また、受け入れ企業や外国人材をサポートするため、新たな支援機関が創設されるなど、制度全体を支える体制が強化されます。監理団体は廃止・再編される見込みです。
人権保護の強化
技能実習制度での問題点を踏まえ、人権保護のための具体的な措置が講じられます。
- 相談・通報体制: 外国人材が問題や悩みを抱えた際に、受け入れ機関や支援機関だけでなく、より中立的な立場の機関へも直接相談・通報できる多層的な体制が構築されます。
- 不正行為の監視強化: 労働基準監督署や新たな支援機関などが連携し、受け入れ企業における不正行為や人権侵害に対する監視を強化します。
- 契約形態の見直し: 外国人材と受け入れ機関との間の雇用契約が、日本の労働法規に則り適切に結ばれることが徹底されます。
制度廃止・新制度移行はいつ、どのように進められますか?
技能実習制度の廃止と育成就労制度への移行は、一朝一夕に完了するものではありません。法律の改正、関係政省令の整備、新たな支援体制の構築など、様々な準備が必要です。
- 法案提出・審議: 関連法案が国会に提出され、審議を経て成立する必要があります。
- 施行時期: 法案成立後、公布から施行まで一定の準備期間が設けられます。具体的な施行日は今後確定しますが、数年かけて段階的に移行が進められる可能性が高いです。
- 経過措置: 制度移行期間中、既に技能実習制度で日本に滞在している外国人材や受け入れ企業に対しては、混乱が生じないよう経過措置が設けられる予定です。例えば、現在の技能実習生が、残りの期間を技能実習生として継続できるのか、あるいは希望すれば一定の要件の下で育成就労制度へ移行できるのか、といった点が検討されます。
- 新しい仕組みの構築: 新たな支援機関の設立、オンラインシステムの整備、関係省庁間の連携強化など、新制度を運用するための具体的な仕組みが構築されます。
現時点では具体的なスケジュールは確定していませんが、法案の成立状況や準備の進捗によって、詳細な移行プロセスや時期が公表されることになります。関係者は、政府や関係機関からの最新情報を注視する必要があります。
現行の技能実習生と受け入れ機関は何をすべきですか?
技能実習生向け
既に日本で技能実習を行っている、またはこれから来日する予定の技能実習生は、以下の点に留意し、準備を進めることが推奨されます。
- 最新情報の収集: 自身が今後どのような影響を受けるのか、育成就労制度への移行が可能か、どのような要件が必要かなど、大使館、監理団体、あるいは政府の公式情報源から最新の情報を入手するよう努めてください。
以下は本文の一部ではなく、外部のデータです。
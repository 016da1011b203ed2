use std::fmt::Display;
use std::sync::Arc;
use std::sync::atomic::{AtomicBool, Ordering};
use std::time::Duration;

use bytes::Bytes;
use futures_util::{Sink, SinkExt, Stream, StreamExt};
use tokio::sync::mpsc;
use tokio_util::sync::CancellationToken;
use tracing::{debug, info, trace, warn};
use uuid::Uuid;

use retro_db::{Database, StoreError};
use retro_types::models::{Client, User};

use crate::bus::Bus;
use crate::message::{Envelope, MessageList, MessageType};
use crate::timer;
use crate::topics;

/// Server sends a Ping this often. Two missed Pongs in a row drop the
/// connection.
pub const HEARTBEAT_INTERVAL: Duration = Duration::from_secs(15);

/// Transport-neutral socket frame.
#[derive(Debug, Clone, PartialEq, Eq)]
pub enum Frame {
    Text(String),
    Binary(Bytes),
    Ping(Bytes),
    Pong(Bytes),
    Close,
}

#[derive(Debug, thiserror::Error)]
pub enum SessionError {
    #[error(transparent)]
    Store(#[from] StoreError),

    #[error("store task failed: {0}")]
    Join(#[from] tokio::task::JoinError),
}

/// One participant's connection to one board.
pub struct ClientSession {
    client: Client,
    db: Arc<Database>,
    bus: Bus,
    heartbeat: Duration,
    probe_timeout: Duration,
}

impl ClientSession {
    /// Register the participant on the board. The record lives until
    /// [`ClientSession::run`] returns.
    pub async fn start(db: Arc<Database>, bus: Bus, user: User, board_id: Uuid) -> Result<Self, SessionError> {
        let client = Client::new(user, board_id);
        let store = db.clone();
        let record = client.clone();
        let client = tokio::task::spawn_blocking(move || store.clients(board_id).create(&record)).await??;

        Ok(Self {
            client,
            db,
            bus,
            heartbeat: HEARTBEAT_INTERVAL,
            probe_timeout: timer::STATUS_TIMEOUT,
        })
    }

    pub fn with_heartbeat(mut self, interval: Duration) -> Self {
        self.heartbeat = interval;
        self
    }

    pub fn with_probe_timeout(mut self, timeout: Duration) -> Self {
        self.probe_timeout = timeout;
        self
    }

    pub fn client(&self) -> &Client {
        &self.client
    }

    /// Pump frames until either side gives up, then unsubscribe, close the
    /// writer and remove the participant record.
    pub async fn run<R, W, E>(self, mut reader: R, mut writer: W)
    where
        R: Stream<Item = Result<Frame, E>> + Unpin + Send + 'static,
        E: Display + Send + 'static,
        W: Sink<Frame> + Unpin + Send + 'static,
    {
        let client_id = self.client.id;
        let board_id = self.client.board_id;
        let user = self.client.user.clone();
        info!(board = %board_id, client = %client_id, "{} joined", user.name);

        let mut broadcast = self.bus.subscribe(&topics::broadcast(board_id));
        let db = self.db.clone();
        let mut watch = match tokio::task::spawn_blocking(move || db.watch(board_id)).await {
            Ok(Ok(watch)) => watch,
            Ok(Err(e)) => {
                warn!(board = %board_id, "Failed to watch board: {}", e);
                let _ = writer.close().await;
                self.remove_record().await;
                return;
            }
            Err(e) => {
                warn!(board = %board_id, "Watch task failed: {}", e);
                let _ = writer.close().await;
                self.remove_record().await;
                return;
            }
        };

        let (reply_tx, mut reply_rx) = mpsc::unbounded_channel::<String>();

        let pong_received = Arc::new(AtomicBool::new(true));
        let pong_flag_send = pong_received.clone();
        let pong_flag_recv = pong_received;

        let cancel = CancellationToken::new();
        let send_cancel = cancel.clone();
        let recv_cancel = cancel.clone();

        let heartbeat_interval = self.heartbeat;
        let mut send_task = tokio::spawn(async move {
            let mut heartbeat = tokio::time::interval(heartbeat_interval);
            heartbeat.tick().await;
            let mut missed_heartbeats: u8 = 0;

            loop {
                let frame = tokio::select! {
                    _ = send_cancel.cancelled() => break,
                    msg = broadcast.recv() => match msg {
                        Some(msg) => match String::from_utf8(msg.payload.to_vec()) {
                            Ok(text) => Frame::Text(text),
                            Err(_) => Frame::Binary(msg.payload),
                        },
                        None => break,
                    },
                    change = watch.next() => match change {
                        Some(change) => match serde_json::to_string(&change) {
                            Ok(text) => Frame::Text(text),
                            Err(e) => {
                                warn!("Failed to encode {} change: {}", change.key(), e);
                                continue;
                            }
                        },
                        None => break,
                    },
                    reply = reply_rx.recv() => match reply {
                        Some(text) => Frame::Text(text),
                        None => break,
                    },
                    _ = heartbeat.tick() => {
                        if pong_flag_send.swap(false, Ordering::Acquire) {
                            missed_heartbeats = 0;
                        } else {
                            missed_heartbeats += 1;
                            if missed_heartbeats >= 2 {
                                warn!("Heartbeat timeout (missed {} pongs), dropping connection", missed_heartbeats);
                                break;
                            }
                        }
                        Frame::Ping(Bytes::new())
                    }
                };

                if writer.send(frame).await.is_err() {
                    break;
                }
            }

            // unsubscribe before the socket goes away
            drop(broadcast);
            drop(watch);
            let _ = writer.close().await;
        });

        let reader_ctx = Reader {
            client: self.client.clone(),
            bus: self.bus.clone(),
            replies: reply_tx,
            probe_timeout: self.probe_timeout,
        };
        let mut recv_task = tokio::spawn(async move {
            loop {
                let frame = tokio::select! {
                    _ = recv_cancel.cancelled() => break,
                    frame = reader.next() => match frame {
                        Some(frame) => frame,
                        None => break,
                    },
                };
                match frame {
                    Ok(Frame::Text(text)) => reader_ctx.on_frame(text.as_bytes()).await,
                    Ok(Frame::Binary(data)) => reader_ctx.on_frame(&data).await,
                    Ok(Frame::Pong(_)) => {
                        pong_flag_recv.store(true, Ordering::Release);
                    }
                    Ok(Frame::Ping(_)) => {}
                    Ok(Frame::Close) => break,
                    Err(e) => {
                        debug!("Read failed: {}", e);
                        break;
                    }
                }
            }
        });

        // whichever side finishes first takes the other down
        tokio::select! {
            _ = &mut send_task => {
                cancel.cancel();
                recv_task.abort();
            }
            _ = &mut recv_task => {
                cancel.cancel();
                let _ = send_task.await;
            }
        }

        self.remove_record().await;
        info!(board = %board_id, client = %client_id, "{} left", user.name);
    }

    async fn remove_record(&self) {
        let db = self.db.clone();
        let board_id = self.client.board_id;
        let client_id = self.client.id;
        match tokio::task::spawn_blocking(move || db.clients(board_id).delete(client_id)).await {
            Ok(Ok(())) => {}
            Ok(Err(e)) => warn!(board = %board_id, client = %client_id, "Failed to remove client: {}", e),
            Err(e) => warn!(board = %board_id, client = %client_id, "Client removal task failed: {}", e),
        }
    }
}

/// Reader half: decodes frames and routes them.
struct Reader {
    client: Client,
    bus: Bus,
    replies: mpsc::UnboundedSender<String>,
    probe_timeout: Duration,
}

impl Reader {
    async fn on_frame(&self, raw: &[u8]) {
        let board_id = self.client.board_id;
        let mut envelope = match Envelope::decode(raw) {
            Ok(envelope) => envelope,
            Err(e) => {
                let text = String::from_utf8_lossy(raw);
                let cut = text.char_indices().nth(200).map_or(text.len(), |(i, _)| i);
                warn!(
                    "{} ({}) bad message: {} -- raw: {}",
                    self.client.user.name,
                    self.client.id,
                    e,
                    &text[..cut]
                );
                return;
            }
        };
        envelope.user = Some(self.client.user.clone());
        envelope.board_id = Some(board_id);

        match envelope.message_type() {
            Some(MessageType::Me) => self.reply_me(envelope).await,
            Some(MessageType::TimerCmd) => self.forward(&topics::timer_cmd(board_id), &envelope),
            _ => self.forward(&topics::inbound(board_id), &envelope),
        }
    }

    fn forward(&self, topic: &str, envelope: &Envelope) {
        match envelope.encode() {
            Ok(payload) => {
                let reached = self.bus.publish(topic, payload);
                trace!(topic, reached, "forwarded {}", envelope.kind);
                if reached == 0 {
                    debug!(topic, "nobody listening for {}", envelope.kind);
                }
            }
            Err(e) => warn!("Failed to encode {}: {}", envelope.kind, e),
        }
    }

    /// Echo the identified envelope, plus the timer state when a timer is
    /// running or paused (a paused timer emits nothing on its own).
    async fn reply_me(&self, me: Envelope) {
        let board_id = self.client.board_id;
        let mut messages = vec![me];

        if let Some(state) = timer::query_status(&self.bus, board_id, self.probe_timeout).await {
            if state.status.is_active() {
                match Envelope::with_data(MessageType::TimerState, &state) {
                    Ok(msg) => messages.push(msg.with_board(board_id)),
                    Err(e) => warn!("Failed to encode timer state: {}", e),
                }
            }
        }

        match MessageList::new(board_id, messages).encode() {
            Ok(text) => {
                let _ = self.replies.send(text);
            }
            Err(e) => warn!("Failed to encode me reply: {}", e),
        }
    }
}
- 技能と日本語能力の習得: 新制度では技能評価や日本語能力が重視されます。現在の実習を通してしっかりと技能を身につけ、日本語学習にも積極的に取り組みましょう。これが将来のキャリアパスに繋がります。
- 相談窓口の活用: 不安や疑問、職場での問題があれば、監理団体や、政府が設置している外国人材向けの相談窓口に遠慮なく相談しましょう。
受け入れ機関向け
現在技能実習生を受け入れている企業や監理団体は、新制度への円滑な移行に向けて以下の点を検討・準備する必要があります。
- 新制度の理解: 育成就労制度の目的、要件、手続き、受け入れ企業に求められる責任(賃金、支援など)について、詳細を正確に理解する必要があります。法案審議の動向や政府の発表する資料を注視しましょう。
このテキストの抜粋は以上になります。